One of the events I miss having this year was Parker Elks’ Youth Day. Seniors from Parker High spent the morning serving in public offices with the Town of Parker, La Paz County and the Colorado River Indian Tribes. Some of them also worked in private businesses. It was followed with a big shindig at the Parker Elks Lodge. The goal was to show these young people how our American system works.
A few years ago, the late Tim Edwards, who was Parker’s Public Works Director, was in charge of Youth Day for the Town. He gave the students serving on the Town Council an assignment. He gave them a list of streets that needed work, the scope of the work on each street, and the approximate cost. He then told them how much money they had to work with. Of course, it wasn’t anywhere close to what the total cost for all the streets would be.
The students had to prioritize the work and decide how to do the most amount of good with the money available. Edwards wanted the students to understand the sorts of decisions elected officials must make, and that many of these decisions are not easy ones.
I understand Edwards’ successor, Steve Ziegler, has given students on Elks’ Youth Day similar assignments.
The fact is, being an elected official is not an easy job. No matter what you do, someone is going to be unhappy. This is especially true if you are in an executive position, like a governor or the President.
One of the great truths of politics is it’s a lot easier to run for public office than it is to actually serve in public office. I think President Donald Trump has come to that realization. I don’t think he had any idea what he was getting into when he ran for President.
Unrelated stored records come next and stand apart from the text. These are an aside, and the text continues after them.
//! # 作业校验闸门
//!
//! 在批次启动前检查作业配置。所有问题一次性收集并返回，而不是遇到第一个就停止。
//! 不做文件系统存在性检查，目录缺失由执行阶段的目录枚举报告。
//!
//! ## 依赖关系
//! - 被 `commands/run.rs`, `commands/check.rs` 调用
//! - 使用 `models/job.rs`
//! - 使用 `regex` 检查输出前缀

use crate::models::JobConfig;

use regex::Regex;
use std::sync::LazyLock;

/// 文件名中不允许出现的字符：路径分隔符、保留字符和控制字符
static ILLEGAL_PREFIX: LazyLock<Regex> =
    LazyLock::new(|| Regex::new(r#"[<>:"/\\|?*\x00-\x1F]"#).expect("valid prefix pattern"));

/// 配置问题
#[derive(Debug, Clone, PartialEq)]
pub enum ConfigIssue {
    MissingSource,
    MissingDestination,
    MissingExtension,
    SameDirectory,
    InvalidPrefix(String),
    InvalidDuration(f64),
}

impl ConfigIssue {
    /// 出问题的字段名（用于高亮对应参数）
    pub fn field(&self) -> &'static str {
        match self {
            ConfigIssue::MissingSource => "input",
            ConfigIssue::MissingDestination => "output",
            ConfigIssue::MissingExtension => "ext",
            ConfigIssue::SameDirectory => "output",
            ConfigIssue::InvalidPrefix(_) => "prefix",
            ConfigIssue::InvalidDuration(_) => "duration",
        }
    }
}

impl std::fmt::Display for ConfigIssue {
    fn fmt(&self, f: &mut std::fmt::Formatter<'_>) -> std::fmt::Result {
        match self {
            ConfigIssue::MissingSource => write!(f, "Missing input directory"),
            ConfigIssue::MissingDestination => write!(f, "Missing output directory"),
            ConfigIssue::MissingExtension => write!(f, "Missing file type extension"),
            ConfigIssue::SameDirectory => {
                write!(f, "Input and output should not be the same directory")
            }
            ConfigIssue::InvalidPrefix(prefix) => write!(
                f,
                "Output prefix '{}' contains characters not allowed in file names",
                prefix.escape_debug()
            ),
            ConfigIssue::InvalidDuration(secs) => {
                write!(f, "Minimum silence duration must be >= 0 seconds, got {}", secs)
            }
        }
    }
}

/// 校验作业配置，返回全部问题
pub fn validate(job: &JobConfig) -> std::result::Result<(), Vec<ConfigIssue>> {
    let mut issues = Vec::new();

    if job.source_dir.as_os_str().is_empty() {
        issues.push(ConfigIssue::MissingSource);
    }
    if job.dest_dir.as_os_str().is_empty() {
        issues.push(ConfigIssue::MissingDestination);
    }
    if job.target_extension.is_empty() {
        issues.push(ConfigIssue::MissingExtension);
    }
    if !job.source_dir.as_os_str().is_empty() && job.source_dir == job.dest_dir {
        issues.push(ConfigIssue::SameDirectory);
    }
    if !is_valid_prefix(&job.output_prefix) {
        issues.push(ConfigIssue::InvalidPrefix(job.output_prefix.clone()));
    }
    if !job.min_silence_secs.is_finite() || job.min_silence_secs < 0.0 {
        issues.push(ConfigIssue::InvalidDuration(job.min_silence_secs));
    }

    if issues.is_empty() {
        Ok(())
    } else {
        Err(issues)
    }
}

fn is_valid_prefix(prefix: &str) -> bool {
    !ILLEGAL_PREFIX.is_match(prefix)
}

/// 非阻断性提示：不影响启动，但多半不是用户想要的
pub fn advisories(job: &JobConfig) -> Vec<String> {
    use crate::models::job::{MIN_SILENCE_RANGE_SECS, THRESHOLD_RANGE_DB};

    let mut notes = Vec::new();

    if !job.target_extension.is_empty() && !job.target_extension.starts_with('.') {
        notes.push(format!(
            "Extension '{}' has no leading dot; extensions match exactly (e.g. '.{}'), so no file will be processed",
            job.target_extension, job.target_extension
        ));
    }
    if job.threshold_db < THRESHOLD_RANGE_DB.0 || job.threshold_db > THRESHOLD_RANGE_DB.1 {
        notes.push(format!(
            "Threshold {} dB is outside the usual range {}..={} dB",
            job.threshold_db, THRESHOLD_RANGE_DB.0, THRESHOLD_RANGE_DB.1
        ));
    }
    if job.min_silence_secs > MIN_SILENCE_RANGE_SECS.1 {
        notes.push(format!(
            "Minimum silence {} s is longer than the usual maximum of {} s",
            job.min_silence_secs, MIN_SILENCE_RANGE_SECS.1
        ));
    }

    notes
}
It’s also easier for some elected officials, such as members of Congress, to complain about what other elected officials are doing when they’re not the ones who have to make the actual decisions.
Consider the situation with the coronavirus pandemic. The numbers are still increasing. Much of the economy has been closed in an effort to control the virus. As a result, a lot of people are out of work and the economy is reeling.
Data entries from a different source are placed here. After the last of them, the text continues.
//! # CLI 模块
//!
//! 使用 `clap` 定义命令行参数和子命令。
//!
//! ## 命令结构
//! - `run`: 批量移除目录中文件的静音段
//! - `check`: 校验配置、检查 ffmpeg 并预览处理计划
//!
//! ## 依赖关系
//! - 被 `main.rs` 使用
//! - 子模块: job, run, check

pub mod check;
pub mod job;
pub mod run;

use clap::{Parser, Subcommand};

/// deadair - 批量移除音视频文件中的静音段
#[derive(Parser)]
#[command(name = "deadair")]
#[command(version)]
#[command(about = "Batch-remove dead air from audio/video files with ffmpeg", long_about = None)]
#[command(propagate_version = true)]
pub struct Cli {
    /// Increase log verbosity (-v info, -vv debug)
    #[arg(short, long, global = true, action = clap::ArgAction::Count)]
    pub verbose: u8,

    #[command(subcommand)]
    pub command: Commands,
}

/// 可用的子命令
#[derive(Subcommand)]
pub enum Commands {
    /// Remove dead air from every file of the chosen type in a directory
    Run(run::RunArgs),

    /// Validate the job, probe ffmpeg and preview which files would be processed
    Check(check::CheckArgs),
}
At what point should you reopen the economy so people can go back to work and the state and the country can get back on their feet? Or do you keep the economy closed because the virus is still spreading?
These are not easy decisions. No matter what elected officials do, they’re going to get trashed by someone.
Consider the two extremes on the pandemic. One side holds that “stay at home” orders are an unconstitutional attack on civil liberties. The virus is a hoax, and death counts have been inflated because health officials get more money for them. The Democrats, the “Globalists,” the “Deep State” and the Chinese Community Party are working in a conspiracy to destroy the American economy. They want to destroy President Trump because he stands for America and has done such wonderful things.
At the other extreme, you have those who claim Trump is an idiot who did nothing to try to contain and stop the virus when it began to pose a threat. They accuse the Administration of being complicit in the deaths of Americans. Reopening the economy now would mean the deaths of millions. The Administration and the governors who want to reopen the economy are placing the profits of big corporations above the health and lives of Americans.
Imagine trying to create a plan to reopen the economy when you have those two extremes looking over your shoulder.
In Arizona, Gov. Doug Ducey has called for a gradual reopening of the economy. Some of the steps have already been implemented. Elective surgeries can take place again. Non-essential retail businesses can reopen on a limited basis, as can barber shops and salons. This week, restaurants can reopen for inside dining, with social distancing and other restrictions.
Of course, this isn’t enough for some and it’s too much for others. We’ve seen some sheriffs in our state say they won’t enforce Ducey’s stay-at-home order. From what I can see, it’s not that they’re great defenders of liberty, as some on the right claim. It’s that they feel there are better uses for their limited resources than citing people for violating “social distancing.”
The sad fact of the matter is the coronavirus has been as politicized as just about everything else is in our society. I’m starting to think Americans of different political persuasions will soon start arguing about the time of day.
Good luck, elected officials. It looks like you’re durned if you do and durned if you don’t.